SUMMARY, EXPLANATION AND LIMITATIONS:
Cytokeratins (CK) are intermediate filaments that constitute the cytoskeletal structure of virtually all epithelial but also of some non-epithelial cells. According to R. Moll they can be divided into Type I (acidic cytokeratins, CK9 to 20) and Type II (basic cytokeratins, CK1 to 8). The antibody of clone D5/16B4 detects basic high-molecular CK5 (58 kDa) and CK6 (56 kDa). Additionally, it reacts weakly with CK4 in Western blots. CK5 is expressed in basal, intermediate and superficial layers of stratified epithelia, transitional and complex epithelium and mesothelium. In complex epithelia CK5 is detectable in some basal cells. Only a few simple epithelia and non-epithelial cells express CK5. CK6 is expressed by proliferating squamous epithelium and is often paired with CK16 (48 kDa). An important application of CK5/6-antibody is discrimination of poorly differentiated squamous cell carcinomas (mostly positive) from adenocarcinomas (mostly negative) and of mesotheliomas (positive) from lung carcinomas (negative). It has been reported that strong CK5/6 positivity in ductal hyperplasia and negative staining of most cases of atypical ductal hyperplasia may assist in the differential diagnosis of atypical proliferation of the breast.

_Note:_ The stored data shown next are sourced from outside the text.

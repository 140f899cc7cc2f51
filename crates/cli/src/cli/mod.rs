use std::path::PathBuf;

use clap::{Parser, Subcommand};
use shelf_primitives::Field;

use crate::config::Config;


#[derive(Parser, Debug)]
#[command(name = "shelf")]
#[command(about = "Sort and search a small inventory with merge sort, binary search and linear search")]
#[command(version)]
/// Command-line arguments.
pub struct Cli {
	/// JSON file holding an array of inventory records (built-in sample if omitted)
	#[arg(long, short = 'd', value_name = "PATH", global = true)]
	pub data: Option<PathBuf>,

	/// Config file (defaults to $XDG_CONFIG_HOME/shelf/config.toml when present)
	#[arg(long, short = 'c', value_name = "PATH", global = true)]
	pub config: Option<PathBuf>,

	/// Locale for digit grouping in prices (e.g., en, de, id)
	#[arg(long, global = true)]
	pub locale: Option<String>,

	/// Currency label printed before prices
	#[arg(long, global = true)]
	pub currency: Option<String>,

	/// Print every split, comparison and probe
	#[arg(long, global = true)]
	pub trace: bool,

	/// Verbose logging
	#[arg(short, long, global = true)]
	pub verbose: bool,

	/// Subcommand to execute (runs the demonstration if omitted).
	#[command(subcommand)]
	pub command: Option<Command>,
}

impl Cli {
	/// Returns the subcommand, defaulting to [`Command::Demo`].
	pub fn action(&self) -> Command {
		self.command.clone().unwrap_or(Command::Demo)
	}

	/// Applies command-line overrides on top of file configuration.
	pub fn apply_overrides(&self, config: &mut Config) {
		if let Some(locale) = &self.locale {
			config.report.locale.clone_from(locale);
		}
		if let Some(currency) = &self.currency {
			config.report.currency.clone_from(currency);
		}
	}
}

/// Available subcommands.
#[derive(Subcommand, Debug, Clone, PartialEq)]
pub enum Command {
	/// Run the full demonstration: two sorts, two binary searches and a linear search
	Demo,
	/// Print the inventory sorted by a field
	Sort {
		/// Field to sort by (name, category, quantity, price)
		#[arg(long, short = 'b', default_value = "name")]
		by: Field,
	},
	/// Sort by a field, then binary search it for a value
	Search {
		/// Field to sort and search by
		#[arg(long, short = 'b', default_value = "name")]
		by: Field,
		/// Value to look for, parsed according to the field
		value: String,
	},
	/// List every record whose field equals a value
	FindAll {
		/// Field to compare
		#[arg(long, short = 'b', default_value = "category")]
		by: Field,
		/// Value to look for, parsed according to the field
		value: String,
		/// Scan the inventory sorted by the same field instead of its original order
		#[arg(long)]
		sorted: bool,
	},
}
use std::cmp::Ordering;
use std::fmt;

use serde::{Deserialize, Serialize};

use crate::error::{KeyError, ParseValueError, Result};
use crate::field::{Field, Kind};


/// A borrowed key read from a record under some [`Field`].
///
/// Text compares case-sensitively by bytes. Integers and numbers are both
/// numeric and order against each other; text never orders against a
/// number, and NaN orders against nothing.
#[derive(Debug, Clone, Copy)]
pub enum Key<'a> {
	/// Text value.
	Text(&'a str),
	/// Whole number.
	Integer(i64),
	/// Fractional number.
	Number(f64),
}

impl Key<'_> {
	/// Returns the value kind of this key.
	pub fn kind(&self) -> Kind {
		match self {
			Key::Text(_) => Kind::Text,
			Key::Integer(_) => Kind::Integer,
			Key::Number(_) => Kind::Number,
		}
	}

	/// Orders `self` against `other`, failing when they are not mutually orderable.
	pub fn compare(&self, other: &Key<'_>, field: Field) -> Result<Ordering> {
		self.partial_cmp(other).ok_or_else(|| KeyError::Comparison {
			field,
			left: self.describe(),
			right: other.describe(),
		})
	}

	/// Renders the key with its kind, for error messages.
	pub fn describe(&self) -> String {
		match self {
			Key::Text(text) => format!("'{text}' ({})", self.kind()),
			_ => format!("{self} ({})", self.kind()),
		}
	}

	/// Copies the key into an owned [`Value`].
	pub fn to_value(&self) -> Value {
		match *self {
			Key::Text(text) => Value::Text(text.to_owned()),
			Key::Integer(n) => Value::Integer(n),
			Key::Number(n) => Value::Number(n),
		}
	}
}

impl PartialEq for Key<'_> {
	fn eq(&self, other: &Self) -> bool {
		self.partial_cmp(other) == Some(Ordering::Equal)
	}
}

impl PartialOrd for Key<'_> {
	fn partial_cmp(&self, other: &Self) -> Option<Ordering> {
		match (*self, *other) {
			(Key::Text(a), Key::Text(b)) => Some(a.cmp(b)),
			(Key::Integer(a), Key::Integer(b)) => Some(a.cmp(&b)),
			(Key::Number(a), Key::Number(b)) => a.partial_cmp(&b),
			(Key::Integer(a), Key::Number(b)) => cmp_integer_number(a, b),
			(Key::Number(a), Key::Integer(b)) => cmp_integer_number(b, a).map(Ordering::reverse),
			_ => None,
		}
	}
}

/// 2^63, the first `f64` above every `i64`.
const I64_END: f64 = 9_223_372_036_854_775_808.0;

/// Orders an integer against a float exactly, without rounding `a` to `f64`.
fn cmp_integer_number(a: i64, b: f64) -> Option<Ordering> {
	if b.is_nan() {
		return None;
	}
	if b >= I64_END {
		return Some(Ordering::Less);
	}
	if b < -I64_END {
		return Some(Ordering::Greater);
	}
	// `b` is now within i64 range, so its integral part converts exactly.
	match a.cmp(&(b.trunc() as i64)) {
		Ordering::Equal => 0.0_f64.partial_cmp(&b.fract()),
		unequal => Some(unequal),
	}
}

impl fmt::Display for Key<'_> {
	fn fmt(&self, f: &mut fmt::Formatter<'_>) -> fmt::Result {
		match self {
			Key::Text(text) => f.write_str(text),
			Key::Integer(n) => write!(f, "{n}"),
			Key::Number(n) => write!(f, "{n}"),
		}
	}
}

/// An owned field value: a search target or a cell of a [`Row`](crate::Row).
///
/// Serialized untagged, so JSON strings, integers and floats map directly.
#[derive(Debug, Clone, PartialEq, Serialize, Deserialize)]
#[serde(untagged)]
pub enum Value {
	/// Whole number.
	Integer(i64),
	/// Fractional number.
	Number(f64),
	/// Text value.
	Text(String),
}

impl Value {
	/// Parses user input according to the kind of `field`.
	///
	/// Text is taken verbatim. Numeric fields trim surrounding whitespace;
	/// non-finite numbers are rejected.
	pub fn parse(field: Field, input: &str) -> std::result::Result<Self, ParseValueError> {
		let invalid = || ParseValueError {
			field,
			kind: field.kind(),
			input: input.to_owned(),
		};
		let trimmed = input.trim();

		match field.kind() {
			Kind::Text => Ok(Value::Text(input.to_owned())),
			Kind::Integer => trimmed.parse().map(Value::Integer).map_err(|_| invalid()),
			Kind::Number => {
				if let Ok(n) = trimmed.parse::<i64>() {
					return Ok(Value::Integer(n));
				}
				trimmed
					.parse::<f64>()
					.ok()
					.filter(|n| n.is_finite())
					.map(Value::Number)
					.ok_or_else(invalid)
			}
		}
	}

	/// Borrows the value as a comparable [`Key`].
	pub fn as_key(&self) -> Key<'_> {
		match self {
			Value::Integer(n) => Key::Integer(*n),
			Value::Number(n) => Key::Number(*n),
			Value::Text(text) => Key::Text(text),
		}
	}
}

impl fmt::Display for Value {
	fn fmt(&self, f: &mut fmt::Formatter<'_>) -> fmt::Result {
		self.as_key().fmt(f)
	}
}

impl From<&str> for Value {
	fn from(text: &str) -> Self {
		Value::Text(text.to_owned())
	}
}

impl From<String> for Value {
	fn from(text: String) -> Self {
		Value::Text(text)
	}
}

impl From<i64> for Value {
	fn from(n: i64) -> Self {
		Value::Integer(n)
	}
}

impl From<f64> for Value {
	fn from(n: f64) -> Self {
		Value::Number(n)
	}
}
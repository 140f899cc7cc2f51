use std::hint::black_box;

use criterion::{BenchmarkId, Criterion, Throughput, criterion_group, criterion_main};
use shelf_algo::{find_all, find_first, merge_sort};
use shelf_primitives::{Field, Item, Value};

/// Deterministic pseudo-random inventory; quantities repeat so ties occur.
fn inventory(len: usize) -> Vec<Item> {
	let mut state = 0x2545_f491_u64;
	(0..len)
		.map(|i| {
			state ^= state << 13;
			state ^= state >> 7;
			state ^= state << 17;
			Item::new(format!("item-{:06}", state % 1_000_000), "Periferal", (state % 97) as i64, i as i64)
		})
		.collect()
}

fn bench_merge_sort(c: &mut Criterion) {
	let mut group = c.benchmark_group("merge_sort");
	for size in [16, 256, 4096] {
		let items = inventory(size);
		group.throughput(Throughput::Elements(size as u64));
		for field in [Field::Name, Field::Quantity] {
			group.bench_with_input(BenchmarkId::new(field.to_string(), size), &items, |b, items| {
				b.iter(|| merge_sort(black_box(items), field).unwrap())
			});
		}
	}
	group.finish();
}

fn bench_search(c: &mut Criterion) {
	let mut group = c.benchmark_group("search");
	for size in [16, 256, 4096] {
		let items = merge_sort(&inventory(size), Field::Quantity).unwrap();
		let target = Value::Integer(42);
		group.bench_with_input(BenchmarkId::new("find_first", size), &items, |b, items| {
			b.iter(|| find_first(black_box(items), Field::Quantity, &target).unwrap())
		});
		group.bench_with_input(BenchmarkId::new("find_all", size), &items, |b, items| {
			b.iter(|| find_all(black_box(items), Field::Quantity, &target).unwrap().len())
		});
	}
	group.finish();
}

criterion_group!(benches, bench_merge_sort, bench_search);
criterion_main!(benches);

CK5/6 antibodies are, like p63 or CK HMW (34βE12), also used for staining of myoepithelial cells for the detection of benign glands of the prostate.
Immunogen: Purified cytokeratin 5.
Staining pattern: Cytoplasmic.
Positive control: Tissue sample from mesotheliomas, squamous cell carcinomas or prostate.
This antibody is designed for the specific localization of human Cytokeratin 5/6 using IHC techniques in formalin-fixed, paraffin-embedded tissue sections.